All three candidates were expected to attend a local Democratic party dinner in Asheville on Saturday evening after a day of campaigning on the final day of early voting.
Etheridge’s campaign pointed to three mailings that they said Dalton’s campaign sent to residents in Mecklenburg and Wake counties late this past week. Dalton’s campaign staff confirmed they have sent out mailings contrasting Etheridge’s votes with the record of Dalton.
“While Walter Dalton was here in North Carolina fighting the Tea Party Republicans’ extreme agenda,” one mailing reads, Etheridge “was in D.C. voting with George W. Bush on bad trade deals, for tax breaks for the rich and against expanding children’s health care.”

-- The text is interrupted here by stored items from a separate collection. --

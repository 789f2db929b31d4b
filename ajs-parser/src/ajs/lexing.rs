//! Lexing layer
//!
//!     Unit definitions are scanned character by character. There is no separate token
//!     stream: the grammars drive a [`TokenScanner`], which is a thin set of primitives
//!     (skip whitespace and comments, match a word, scan a quoted string, scan until a
//!     stop character) over a [`CharacterStream`].
//!
//!     The stream pulls physical lines from a [`LineSource`]. Text held in memory and
//!     byte readers decoded with an explicit encoding are both line sources, and both
//!     yield identical line and column numbering.

pub mod options;
pub mod scanner;
pub mod source;
pub mod stream;

pub use options::{QuoteRule, ScannerOptions};
pub use scanner::TokenScanner;
pub use source::{LineSource, ReaderSource, StrSource};
pub use stream::CharacterStream;
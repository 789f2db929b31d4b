//! Parameter values
//!
//!     Every value of a parameter is one of three variants, chosen at parse time from
//!     its first character:
//!
//!         "..." or '...'   QuotedText  quotes and escapes removed
//!         (...)            Tuple       structured entries
//!         anything else    RawText     verbatim up to the next `,` or `;`
//!
//!     Quoted text remembers its quote and escape characters so that
//!     [`ParameterValue::source_text`] can reproduce the value as it was written.

use super::tuple::Tuple;
use crate::ajs::lexing::QuoteRule;
use serde::{Deserialize, Serialize};
use std::borrow::Cow;
use std::fmt;

/// The variant tag of a [`ParameterValue`]
#[derive(Debug, Clone, Copy, PartialEq, Eq, Hash, Serialize, Deserialize)]
#[serde(rename_all = "snake_case")]
pub enum ValueKind {
    RawText,
    QuotedText,
    Tuple,
}

/// One value of a parameter
#[derive(Debug, Clone, PartialEq, Eq, Hash, Serialize, Deserialize)]
#[serde(tag = "kind", rename_all = "snake_case")]
pub enum ParameterValue {
    RawText { text: String },
    QuotedText { text: String, quote: char, escape: char },
    Tuple { tuple: Tuple },
}

impl ParameterValue {
    pub fn raw(text: impl Into<String>) -> Self {
        ParameterValue::RawText { text: text.into() }
    }

    /// Quoted text as written in unit definition files: `"` with `#` as escape prefix.
    pub fn quoted(text: impl Into<String>) -> Self {
        Self::quoted_with(text, QuoteRule::UNIT_DOUBLE)
    }

    pub fn quoted_with(text: impl Into<String>, rule: QuoteRule) -> Self {
        ParameterValue::QuotedText {
            text: text.into(),
            quote: rule.quote,
            escape: rule.escape,
        }
    }

    pub fn tuple(tuple: Tuple) -> Self {
        ParameterValue::Tuple { tuple }
    }

    pub fn kind(&self) -> ValueKind {
        match self {
            ParameterValue::RawText { .. } => ValueKind::RawText,
            ParameterValue::QuotedText { .. } => ValueKind::QuotedText,
            ParameterValue::Tuple { .. } => ValueKind::Tuple,
        }
    }

    /// The decoded string form: raw text verbatim, quoted text without quotes and
    /// escapes, tuples rendered back to `(k=v,...)`.
    pub fn as_str(&self) -> Cow<'_, str> {
        match self {
            ParameterValue::RawText { text } | ParameterValue::QuotedText { text, .. } => {
                Cow::Borrowed(text)
            }
            ParameterValue::Tuple { tuple } => Cow::Owned(tuple.to_string()),
        }
    }

    pub fn as_tuple(&self) -> Option<&Tuple> {
        match self {
            ParameterValue::Tuple { tuple } => Some(tuple),
            _ => None,
        }
    }

    pub fn is_quoted(&self) -> bool {
        matches!(self, ParameterValue::QuotedText { .. })
    }

    /// The quoting rule of a quoted value.
    pub fn quote_rule(&self) -> Option<QuoteRule> {
        match self {
            ParameterValue::QuotedText { quote, escape, .. } => Some(QuoteRule::new(*quote, *escape)),
            _ => None,
        }
    }

    /// The value as it appears in source, re-quoted and re-escaped where needed.
    pub fn source_text(&self) -> Cow<'_, str> {
        match self {
            ParameterValue::RawText { text } => Cow::Borrowed(text),
            ParameterValue::QuotedText {
                text,
                quote,
                escape,
            } => Cow::Owned(QuoteRule::new(*quote, *escape).escape(text)),
            ParameterValue::Tuple { tuple } => Cow::Owned(tuple.to_string()),
        }
    }
}

impl fmt::Display for ParameterValue {
    fn fmt(&self, f: &mut fmt::Formatter<'_>) -> fmt::Result {
        f.write_str(&self.source_text())
    }
}

#[cfg(test)]
mod tests {
    use super::*;
    use crate::ajs::ast::TupleEntry;

    #[test]
    fn test_kind_tags() {
        assert_eq!(ParameterValue::raw("n").kind(), ValueKind::RawText);
        assert_eq!(ParameterValue::quoted("x").kind(), ValueKind::QuotedText);
        assert_eq!(ParameterValue::tuple(Tuple::empty()).kind(), ValueKind::Tuple);
    }

    #[test]
    fn test_decoded_string_form() {
        assert_eq!(ParameterValue::quoted("say \"hi\"").as_str(), "say \"hi\"");
        let tuple = Tuple::new(vec![TupleEntry::bare("2"), TupleEntry::bare("m")]);
        assert_eq!(ParameterValue::tuple(tuple).as_str(), "(2,m)");
    }

    #[test]
    fn test_source_text_reescapes_quoted_text() {
        let value = ParameterValue::quoted("a\"b#c");
        assert_eq!(value.source_text(), "\"a#\"b##c\"");
        assert_eq!(ParameterValue::raw("+80 +48").source_text(), "+80 +48");
    }

    #[test]
    fn test_only_tuples_expose_tuple_access() {
        assert!(ParameterValue::raw("(1,d)").as_tuple().is_none());
        assert!(ParameterValue::tuple(Tuple::empty()).as_tuple().is_some());
    }
}
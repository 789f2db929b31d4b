//! Scanner configuration
//!
//! Comment markers and quoting rules are data, not code: the generic scanner defaults
//! to C-style comments and backslash escapes, while the unit grammar swaps in `#` as
//! the escape prefix inside quoted text.

/// How one quote character is escaped inside quoted text
///
/// When `escape == quote` the quote is escaped by doubling it (`""`). Otherwise
/// `escape` is a prefix that makes the following character literal, including the
/// quote and the prefix itself.
#[derive(Debug, Clone, Copy, PartialEq, Eq, Hash)]
pub struct QuoteRule {
    pub quote: char,
    pub escape: char,
}

impl QuoteRule {
    /// Double quotes in unit definition files: `#"` is a quote, `##` a `#`.
    pub const UNIT_DOUBLE: QuoteRule = QuoteRule::new('"', '#');
    /// Single quotes in unit definition files.
    pub const UNIT_SINGLE: QuoteRule = QuoteRule::new('\'', '#');

    pub const fn new(quote: char, escape: char) -> Self {
        Self { quote, escape }
    }

    /// Escape by doubling the quote character.
    pub const fn doubling(quote: char) -> Self {
        Self::new(quote, quote)
    }

    pub fn is_doubling(&self) -> bool {
        self.quote == self.escape
    }

    /// Quote `text`, escaping what needs escaping. The inverse of scanning it back.
    pub fn escape(&self, text: &str) -> String {
        let mut quoted = String::with_capacity(text.len() + 2);
        quoted.push(self.quote);
        for ch in text.chars() {
            if ch == self.quote || ch == self.escape {
                quoted.push(self.escape);
            }
            quoted.push(ch);
        }
        quoted.push(self.quote);
        quoted
    }
}

/// Knobs for [`TokenScanner`](super::TokenScanner)
#[derive(Debug, Clone, PartialEq, Eq)]
pub struct ScannerOptions {
    /// Treat comments as whitespace in `skip_whitespace`.
    pub skip_comments: bool,
    /// Starts a comment running to the end of the line. Empty disables it.
    pub line_comment: String,
    /// Starts a comment running through `block_comment_end`. Empty disables it.
    pub block_comment_start: String,
    pub block_comment_end: String,
    /// Recognized quote characters and their escaping.
    pub quotes: Vec<QuoteRule>,
}

impl ScannerOptions {
    /// The rule for `quote`, if it is a configured quote character.
    pub fn quote_rule(&self, quote: char) -> Option<QuoteRule> {
        self.quotes.iter().copied().find(|rule| rule.quote == quote)
    }

    /// Replace (or add) the rule for `rule.quote`.
    pub fn with_quote(mut self, rule: QuoteRule) -> Self {
        match self.quotes.iter_mut().find(|known| known.quote == rule.quote) {
            Some(known) => *known = rule,
            None => self.quotes.push(rule),
        }
        self
    }

    pub fn with_comments(mut self, skip_comments: bool) -> Self {
        self.skip_comments = skip_comments;
        self
    }

    pub fn with_line_comment(mut self, marker: impl Into<String>) -> Self {
        self.line_comment = marker.into();
        self
    }

    pub fn with_block_comment(mut self, start: impl Into<String>, end: impl Into<String>) -> Self {
        self.block_comment_start = start.into();
        self.block_comment_end = end.into();
        self
    }
}

impl Default for ScannerOptions {
    fn default() -> Self {
        Self {
            skip_comments: true,
            line_comment: "//".to_string(),
            block_comment_start: "/*".to_string(),
            block_comment_end: "*/".to_string(),
            quotes: vec![QuoteRule::new('"', '\\'), QuoteRule::new('\'', '\\')],
        }
    }
}

#[cfg(test)]
mod tests {
    use super::*;

    #[test]
    fn test_escape_with_prefix() {
        assert_eq!(QuoteRule::UNIT_DOUBLE.escape("a\"b#c"), "\"a#\"b##c\"");
        assert_eq!(QuoteRule::new('"', '\\').escape("C:\\tmp"), "\"C:\\\\tmp\"");
    }

    #[test]
    fn test_escape_by_doubling() {
        let rule = QuoteRule::doubling('\'');
        assert!(rule.is_doubling());
        assert_eq!(rule.escape("it's"), "'it''s'");
    }

    #[test]
    fn test_with_quote_replaces_existing_rule() {
        let options = ScannerOptions::default().with_quote(QuoteRule::UNIT_DOUBLE);
        assert_eq!(options.quote_rule('"'), Some(QuoteRule::UNIT_DOUBLE));
        assert_eq!(options.quotes.len(), 2);
        assert_eq!(options.quote_rule('`'), None);
    }
}
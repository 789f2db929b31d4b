//! Errors raised while reading and parsing unit definitions
//!
//! Parsing is fail-fast: the first unmet expectation aborts the whole parse and no
//! partial tree is returned. Decoding errors live in
//! [`decoding`](crate::ajs::decoding) because they never invalidate the tree.

use crate::ajs::ast::Position;
use std::io;
use thiserror::Error;

/// Errors that abort a parse
#[derive(Debug, Error)]
pub enum ParseError {
    /// The underlying source failed to deliver text
    #[error("read failure{}: {source}", at_position(.position))]
    Input {
        #[source]
        source: io::Error,
        position: Option<Position>,
    },
    /// The text does not follow the grammar
    #[error("line {line}, column {column}: {message}\n{}", format_snippet(.snippet, .column))]
    Syntax {
        message: String,
        line: usize,
        column: usize,
        snippet: String,
    },
}

impl ParseError {
    pub fn input(source: io::Error, position: Option<Position>) -> Self {
        ParseError::Input { source, position }
    }

    pub fn syntax(message: impl Into<String>, position: Position, snippet: impl Into<String>) -> Self {
        ParseError::Syntax {
            message: message.into(),
            line: position.line,
            column: position.column,
            snippet: snippet.into(),
        }
    }

    /// Where the failure happened, when known.
    pub fn position(&self) -> Option<Position> {
        match self {
            ParseError::Input { position, .. } => *position,
            ParseError::Syntax { line, column, .. } => Some(Position::new(*line, *column)),
        }
    }

    pub fn is_syntax(&self) -> bool {
        matches!(self, ParseError::Syntax { .. })
    }

    /// The bare message of a syntax error, without position or snippet.
    pub fn message(&self) -> Option<&str> {
        match self {
            ParseError::Syntax { message, .. } => Some(message),
            ParseError::Input { .. } => None,
        }
    }
}

/// Type alias for parse results
pub type ParseResult<T> = Result<T, ParseError>;

fn at_position(position: &Option<Position>) -> String {
    match position {
        Some(position) => format!(" at {}", position),
        None => String::new(),
    }
}

/// Render the offending line with a caret under the failing column.
///
/// Tabs are kept in the caret line so the caret stays aligned in terminals.
pub fn format_snippet(snippet: &str, column: &usize) -> String {
    let line = snippet.trim_end_matches(|ch: char| ch == '\r' || ch == '\n');
    let mut marker: String = line
        .chars()
        .take(column.saturating_sub(1))
        .map(|ch| if ch == '\t' { '\t' } else { ' ' })
        .collect();
    let padding = column.saturating_sub(1).saturating_sub(marker.chars().count());
    marker.extend(std::iter::repeat(' ').take(padding));
    marker.push('^');
    format!("  | {}\n  | {}", line, marker)
}

#[cfg(test)]
mod tests {
    use super::*;

    #[test]
    fn test_syntax_error_display() {
        let err = ParseError::syntax("expected `;`", Position::new(2, 5), "ty=n}");
        insta::assert_snapshot!(err.to_string(), @r"
        line 2, column 5: expected `;`
          | ty=n}
          |     ^
        ");
    }

    #[test]
    fn test_snippet_past_end_of_line() {
        assert_eq!(format_snippet("ab", &5), "  | ab\n  |     ^");
    }

    #[test]
    fn test_input_error_display() {
        let err = ParseError::input(
            io::Error::new(io::ErrorKind::UnexpectedEof, "pipe closed"),
            Some(Position::new(4, 1)),
        );
        assert_eq!(err.to_string(), "read failure at line 4, column 1: pipe closed");
        assert_eq!(err.position(), Some(Position::new(4, 1)));
        assert!(!err.is_syntax());
    }
}
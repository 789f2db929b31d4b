//! Shared configuration loader for the ajs toolchain.
//!
//! The defaults ship inside the crate as `defaults/ajs.default.toml`, so every tool
//! starts from the same settings. [`Loader`] stacks user files, environment
//! variables and single-key overrides on top and deserializes the result into
//! [`AjsConfig`], which hands out parser settings ([`AjsConfig::parse_options`]) or
//! a ready [`UnitLoader`] ([`AjsConfig::unit_loader`]).

use ajs_parser::ajs::lexing::ScannerOptions;
use ajs_parser::{LoaderError, ParseOptions, UnitLoader};
use config::builder::DefaultState;
use config::{Config, ConfigBuilder, ConfigError, Environment, File, FileFormat, Map, ValueKind};
use encoding_rs::Encoding;
use serde::Deserialize;
use std::path::Path;

const DEFAULT_TOML: &str = include_str!("../defaults/ajs.default.toml");
const ENV_PREFIX: &str = "AJS";

/// Top-level configuration consumed by ajs applications.
#[derive(Debug, Clone, Deserialize)]
pub struct AjsConfig {
    pub parsing: ParsingConfig,
}

/// How unit definition files are read.
#[derive(Debug, Clone, Deserialize)]
pub struct ParsingConfig {
    /// WHATWG label of the byte encoding (`utf-8`, `shift_jis`, `euc-jp`).
    pub encoding: String,
    /// Escape prefix inside quoted values.
    pub escape: char,
    pub comments: CommentsConfig,
}

#[derive(Debug, Clone, Deserialize)]
pub struct CommentsConfig {
    pub skip: bool,
    pub line: String,
    pub block_start: String,
    pub block_end: String,
}

impl AjsConfig {
    /// Parser settings described by this configuration.
    pub fn parse_options(&self) -> ParseOptions {
        let comments = &self.parsing.comments;
        let scanner = ScannerOptions::default()
            .with_comments(comments.skip)
            .with_line_comment(comments.line.clone())
            .with_block_comment(comments.block_start.clone(), comments.block_end.clone());
        ParseOptions::new(scanner).with_escape(self.parsing.escape)
    }

    /// The configured encoding, if its label is known.
    pub fn encoding(&self) -> Option<&'static Encoding> {
        Encoding::for_label(self.parsing.encoding.trim().as_bytes())
    }

    /// A loader using the configured encoding and parser settings.
    pub fn unit_loader(&self) -> Result<UnitLoader, LoaderError> {
        UnitLoader::new()
            .with_options(self.parse_options())
            .with_encoding_label(&self.parsing.encoding)
    }
}

/// Builds an [`AjsConfig`] from the embedded defaults plus whatever layers are added.
///
/// Layers apply in the order they are added, later ones winning; explicit overrides
/// beat every layer.
#[derive(Debug, Clone)]
pub struct Loader {
    builder: ConfigBuilder<DefaultState>,
}

impl Loader {
    pub fn new() -> Self {
        Self {
            builder: Config::builder().add_source(File::from_str(DEFAULT_TOML, FileFormat::Toml)),
        }
    }

    /// Add a TOML file that must exist.
    pub fn with_file(self, path: impl AsRef<Path>) -> Self {
        self.layer_file(path.as_ref(), true)
    }

    /// Add a TOML file that is skipped when absent, e.g. `~/.config/ajs/ajs.toml`.
    pub fn with_optional_file(self, path: impl AsRef<Path>) -> Self {
        self.layer_file(path.as_ref(), false)
    }

    /// Read `AJS_PARSING__ENCODING`-style variables from the process environment.
    pub fn with_environment(self) -> Self {
        self.layer_environment(None)
    }

    /// Set one key, e.g. `parsing.encoding` from a command line flag.
    pub fn set_override<I>(self, key: &str, value: I) -> Result<Self, ConfigError>
    where
        I: Into<ValueKind>,
    {
        let builder = self.builder.set_override(key, value)?;
        Ok(Self { builder })
    }

    pub fn build(self) -> Result<AjsConfig, ConfigError> {
        let merged = self.builder.build()?;
        merged.try_deserialize()
    }

    fn layer_file(mut self, path: &Path, required: bool) -> Self {
        let file = File::from(path).format(FileFormat::Toml).required(required);
        self.builder = self.builder.add_source(file);
        self
    }

    fn layer_environment(mut self, vars: Option<Map<String, String>>) -> Self {
        let environment = Environment::with_prefix(ENV_PREFIX)
            .prefix_separator("_")
            .separator("__")
            .source(vars);
        self.builder = self.builder.add_source(environment);
        self
    }
}

impl Default for Loader {
    fn default() -> Self {
        Self::new()
    }
}

/// The embedded defaults alone.
pub fn load_defaults() -> Result<AjsConfig, ConfigError> {
    Loader::new().build()
}

#[cfg(test)]
mod tests {
    use super::*;
    use encoding_rs::{SHIFT_JIS, UTF_8};

    #[test]
    fn loads_default_config() {
        let config = load_defaults().expect("defaults to deserialize");
        assert_eq!(config.parsing.escape, '#');
        assert!(config.parsing.comments.skip);
        assert_eq!(config.encoding(), Some(UTF_8));
        assert_eq!(config.parse_options(), ParseOptions::default());
    }

    #[test]
    fn supports_overrides() {
        let config = Loader::new()
            .set_override("parsing.encoding", "Shift_JIS")
            .expect("override to apply")
            .set_override("parsing.comments.skip", false)
            .expect("override to apply")
            .build()
            .expect("config to build");
        assert_eq!(config.encoding(), Some(SHIFT_JIS));
        assert!(!config.parse_options().scanner.skip_comments);
        assert_eq!(config.unit_loader().expect("known encoding").encoding(), SHIFT_JIS);
    }

    #[test]
    fn layers_user_files() {
        let path = std::env::temp_dir().join(format!("ajs-config-{}.toml", std::process::id()));
        std::fs::write(&path, "[parsing]\nescape = \"\\\\\"\n").expect("write user config");
        let config = Loader::new().with_file(&path).build().expect("config to build");
        std::fs::remove_file(&path).expect("remove user config");

        assert_eq!(config.parsing.escape, '\\');
        assert_eq!(config.parsing.comments.line, "//");
        let tree = ajs_parser::parse_with("unit=A,,,;{ty=j;cm=\"a\\\"b\";}", &config.parse_options())
            .expect("parse with backslash escapes");
        let cm = tree.root().and_then(|unit| unit.parameter("cm")).expect("cm parameter");
        assert_eq!(cm.first_value().as_str(), "a\"b");
    }

    #[test]
    fn missing_optional_file_is_ignored() {
        let config = Loader::new()
            .with_optional_file("/nonexistent/ajs.toml")
            .build()
            .expect("config to build");
        assert_eq!(config.parsing.encoding, "utf-8");
        assert!(Loader::new().with_file("/nonexistent/ajs.toml").build().is_err());
    }

    #[test]
    fn reads_environment_variables() {
        let vars = Map::from([
            ("AJS_PARSING__ENCODING".to_string(), "euc-jp".to_string()),
            ("AJS_PARSING__COMMENTS__SKIP".to_string(), "false".to_string()),
            ("OTHER_PARSING__ESCAPE".to_string(), "\\".to_string()),
        ]);
        let config = Loader::new()
            .layer_environment(Some(vars))
            .build()
            .expect("config to build");
        assert_eq!(config.encoding(), Some(encoding_rs::EUC_JP));
        assert!(!config.parsing.comments.skip);
        assert_eq!(config.parsing.escape, '#');
    }

    #[test]
    fn rejects_unusable_encodings() {
        let config = Loader::new()
            .set_override("parsing.encoding", "utf-16le")
            .expect("override to apply")
            .build()
            .expect("config to build");
        assert!(matches!(config.unit_loader(), Err(LoaderError::Encoding(_))));
    }
}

Etheridge sounded most perturbed about Dalton calling him out on his 2010 vote on a bill that allowed the Bush-era tax cuts on the highest wage-earners to stay in place for two more years. Etheridge said the bill was a compromise reached between President Barack Obama and the Republicans that also allowed middle-class tax cuts to remain in effect and extended unemployment benefits.
“Walter Dalton is attacking Bob Etheridge for supporting Barack Obama in Congress,” the narrator in Etheridge’s new ad says, which ends with “Walter Dalton, tell the truth.”
Dalton said in an interview he doesn’t know how he would have voted on the same bill because he was not in Congress at the time. He pointed to an Etheridge vote in 2008 — when George W. Bush was still president — against an amendment that would have repealed the high-end tax cuts from 2001 and 2003 as proof Etheridge aligned with Bush.
Etheridge’s campaign said the mailers appeared designed to target black households. The mailings it released to the press included photos prominently featuring black residents. Etheridge said it reminded him of Helms, a five-term U.S. senator known for racially-tinged campaigns.
“They made (Helms) proud with the kind of thing they’re doing,” Etheridge said.
Dalton said it’s “absolutely ridiculous that he is taking that attitude,” adding that it wasn’t a personal attack and that “any time that you’re in a campaign, your voting record is being called into question.”
Dalton and Etheridge both have television commercials running in the campaign’s final days, but Dalton’s campaign has benefited from a significant fundraising edge over Etheridge. Dalton’s campaign reported receiving $1.4 million through April 21, compared to nearly $337,000 by Etheridge, campaign records show. More than half of Dalton’s money was raised while he was still planning to run for re-election as lieutenant governor. Facing a tough re-election fight, Democratic Gov. Beverly Perdue announced Jan. 26 she wouldn’t seek re-election.
The Democratic primary winner will likely take on Republican Pat McCrory, the former Charlotte mayor who is one of six GOP primary candidates for governor. McCrory wasn’t on the campaign trail this weekend so he could attend a funeral, campaign spokesman Ricky Diaz said.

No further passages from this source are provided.